# modern hopper cars



## kkri49 (Mar 18, 2012)

Some modern hoppers are black with a red, yellow, or white end panel. On prototype roads, are these run in a particular direction?

kkri49


----------



## Xnats (Dec 5, 2010)

Is there a certain road name for these cars you see? NS, CSX ect?


----------



## kkri49 (Mar 18, 2012)

*Road Names*

Some are CNW, CN, and WP.


----------



## Xnats (Dec 5, 2010)

This is a good one :dunno: I got rained out today so I was looking around online. My guess is the colored panels are markings of the Rail Carrier and nothing more. CP just bought a lot of grain hoopers to insure demands are met. On that same note farmers were suing CP and CN for price gouging :laugh:
I never knew some of the cars are made from aluminum. There are a lot of good reads but nothing went to coding by color of anything. 
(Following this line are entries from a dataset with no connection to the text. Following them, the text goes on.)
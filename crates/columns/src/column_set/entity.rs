use crate::{
    column::Column,
    column_set::{ColumnOrSet, ColumnSet, DiscoveredColumn, attributes::ArgSetColumnSet},
    entity::{EntityTable, FieldKind},
    sql_column::{SourceTable, SqlColumn},
};
use serde::Deserialize;
use std::sync::Arc;
use tracing::debug;

#[derive(Debug, Clone, Default, PartialEq, Eq, Deserialize)]
#[serde(default)]
pub struct EntitySetParams {
    pub title: Option<String>,
    /// Offer the entity column without showing it.
    pub starts_hidden: bool,
    /// Every row references an existing entity.
    pub not_null: bool,
}

/// The columns of the entity a foreign key points to.
#[derive(Debug, Clone)]
pub struct EntityColumnSet {
    pub column: SqlColumn,
    pub entity: EntityTable,
    pub params: EntitySetParams,
}

impl EntityColumnSet {
    pub fn new(column: impl Into<SqlColumn>, entity: EntityTable, params: EntitySetParams) -> Self {
        EntityColumnSet {
            column: column.into(),
            entity,
            params,
        }
    }

    pub fn title(&self) -> String {
        self.params
            .title
            .clone()
            .unwrap_or_else(|| self.column.id())
    }

    fn child_title(&self, key: &str) -> String {
        format!("{}.{key}", self.title())
    }

    /// The column representing the entity itself.
    pub fn entity_column(&self) -> Column {
        let column = if self.entity.is_named() {
            Column::entity(self.column.clone(), self.entity.clone(), self.params.not_null)
        } else {
            Column::id_ref(self.column.clone(), self.entity.table.as_str())
        };
        column.with_title(self.title())
    }

    pub fn initial_columns(&self) -> Vec<Column> {
        if self.params.starts_hidden {
            return Vec::new();
        }
        vec![self.entity_column()]
    }

    /// Lists the entity column, then one entry per described field. Foreign
    /// keys come back as nested sets, expanded only when asked.
    pub fn discover(&self) -> Vec<DiscoveredColumn> {
        let mut discovered = Vec::with_capacity(self.entity.fields.len() + 2);

        if self.entity.is_named() {
            discovered.push(DiscoveredColumn::column(self.entity.kind.as_str(), self.entity_column()));
            discovered.push(DiscoveredColumn::column(
                self.entity.id_label.as_str(),
                Column::primary_key(self.column.clone(), self.entity.table.as_str())
                    .with_title(self.child_title(&self.entity.id_label)),
            ));
        } else {
            discovered.push(DiscoveredColumn::column("id", self.entity_column()));
        }

        let source = Arc::new(
            SourceTable::new(self.entity.table.as_str())
                .join_on(self.entity.id_field.as_str(), self.column.clone())
                .inner_join(self.params.not_null),
        );

        for field in &self.entity.fields {
            let reference = source.column(field.field.as_str());
            let title = self.child_title(&field.key);
            let column = match field.kind {
                FieldKind::Standard => ColumnOrSet::Column(Column::standard(reference).with_title(title)),
                FieldKind::Timestamp => ColumnOrSet::Column(Column::timestamp(reference).with_title(title)),
                FieldKind::Duration => ColumnOrSet::Column(Column::duration(reference).with_title(title)),
                FieldKind::Entity(target) => ColumnOrSet::Set(ColumnSet::Entity(EntityColumnSet::new(
                    reference,
                    target(),
                    EntitySetParams {
                        title: Some(title),
                        ..Default::default()
                    },
                ))),
                FieldKind::ArgSet => ColumnOrSet::Set(ColumnSet::Attributes(
                    ArgSetColumnSet::new(reference).with_title(title),
                )),
            };
            discovered.push(DiscoveredColumn {
                key: field.key.clone(),
                column,
            });
        }

        debug!(
            entity = %self.entity.table,
            count = discovered.len(),
            "Expanded entity columns for {}", self.column
        );
        discovered
    }
}

#[cfg(test)]
mod tests {
    use super::*;

    fn keys(discovered: &[DiscoveredColumn]) -> Vec<&str> {
        discovered.iter().map(|d| d.key.as_str()).collect()
    }

    #[test]
    fn test_initial_columns() {
        let set = EntityColumnSet::new("utid", EntityTable::thread(), EntitySetParams::default());
        let initial = set.initial_columns();
        assert_eq!(initial.len(), 1);
        assert!(matches!(initial[0], Column::Entity(_)));
        assert_eq!(initial[0].title(), "utid");

        let hidden = EntityColumnSet::new(
            "utid",
            EntityTable::thread(),
            EntitySetParams {
                starts_hidden: true,
                ..Default::default()
            },
        );
        assert!(hidden.initial_columns().is_empty());
    }

    #[test]
    fn test_discover_thread() {
        let set = EntityColumnSet::new(
            "utid",
            EntityTable::thread(),
            EntitySetParams {
                title: Some("thread".to_string()),
                ..Default::default()
            },
        );
        let discovered = set.discover();
        assert_eq!(
            keys(&discovered),
            vec!["thread", "utid", "tid", "name", "start_ts", "end_ts", "upid", "is_main_thread"]
        );

        match &discovered[3].column {
            ColumnOrSet::Column(column) => {
                assert_eq!(column.primary_column().id(), "thread[id=utid].name");
                assert_eq!(column.title(), "thread.name");
            }
            ColumnOrSet::Set(_) => panic!("name is a plain column"),
        }

        match &discovered[6].column {
            ColumnOrSet::Set(ColumnSet::Entity(process)) => {
                assert_eq!(process.column.id(), "thread[id=utid].upid");
                assert_eq!(process.entity.table, "process");
                assert_eq!(process.title(), "thread.upid");
            }
            _ => panic!("upid expands into the process set"),
        }
    }

    #[test]
    fn test_discover_is_stable() {
        let set = EntityColumnSet::new("upid", EntityTable::process(), EntitySetParams::default());
        let first: Vec<String> = set.discover().into_iter().map(|d| d.key).collect();
        let second: Vec<String> = set.discover().into_iter().map(|d| d.key).collect();
        assert_eq!(first, second);
        assert!(first.contains(&"arg_set_id (args)".to_string()));
    }

    #[test]
    fn test_id_only_entity() {
        let set = EntityColumnSet::new("slice_id", EntityTable::slice(), EntitySetParams::default());
        let discovered = set.discover();
        assert_eq!(discovered[0].key, "id");
        assert!(matches!(
            &discovered[0].column,
            ColumnOrSet::Column(Column::IdRef(_))
        ));
    }
}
Maybe a Mod can move this to a better section so more will read it


----------



## cv_acr (Oct 28, 2011)

The coloured panels indicate which end of the car has a rotary coupler. Rotary couplers allow gondola or hopper cars to be dumped in a large rotary dumper without uncoupling.

http://canadianfreightcargallery.ca/cgi-bin/image.pl?i=aex16064&o=aex

A unit coal train that gets rotary dumped will have all the cars aligned so that a rotary coupler is always coupled to a standard coupler. Two standard couplers cannot be coupled together and sent through a rotary dumper. If you do, this happens:

http://www.canadianrailwayobservations.com/2010/04/dumper.htm

If the cars are not running in a unit train that gets rotary dumped (some older coal gons have been downgraded to scrap service, and hoppers might be in rotary service, or bottom dump service. Coupler alignment only matters when in rotary dump service.)


----------



## Xnats (Dec 5, 2010)

Thanks Cv, great info :thumbsup: it sure helps looking up stuff using the proper terms.


----------



## kkri49 (Mar 18, 2012)

*Thanks*

Thanks. I learned something.


----------



## Canadian Car Knocker (Feb 8, 2011)

CV hit the ole nail on the head. Prob the most commonly miss marshaled cars in the system well rotarys and LPS next to loaded tankers. Yet another reason I never want to see those bloody things again.


----------



## steam chaser (Feb 21, 2011)

Thanks for the info,did not know this.


----------



## Blade3562 (Mar 13, 2012)

Still trying to figure out how they flipped the loco. That's loco weighs in at 390,000lbs I mean holy $#!+. Doesn't a hopper only weigh like 60tons tops? How does a rotary car work exactly may be a better way to start.

How I always arrange the car is brake wheel to the back for uniformity. Never actually looked though lol


----------



## Canadian Car Knocker (Feb 8, 2011)

Sums it up pretty well I'd say

http://www.youtube.com/watch?v=pt8ffgVZbBY&feature=related


----------



## gunrunnerjohn (Nov 10, 2010)

I moved this to general discussion since it's not really about N-scale.


----------



## sstlaure (Oct 12, 2010)

And here's a functional HO Scale model in action. (Need to figure out where to get the rotary couplers or if they are home-made.)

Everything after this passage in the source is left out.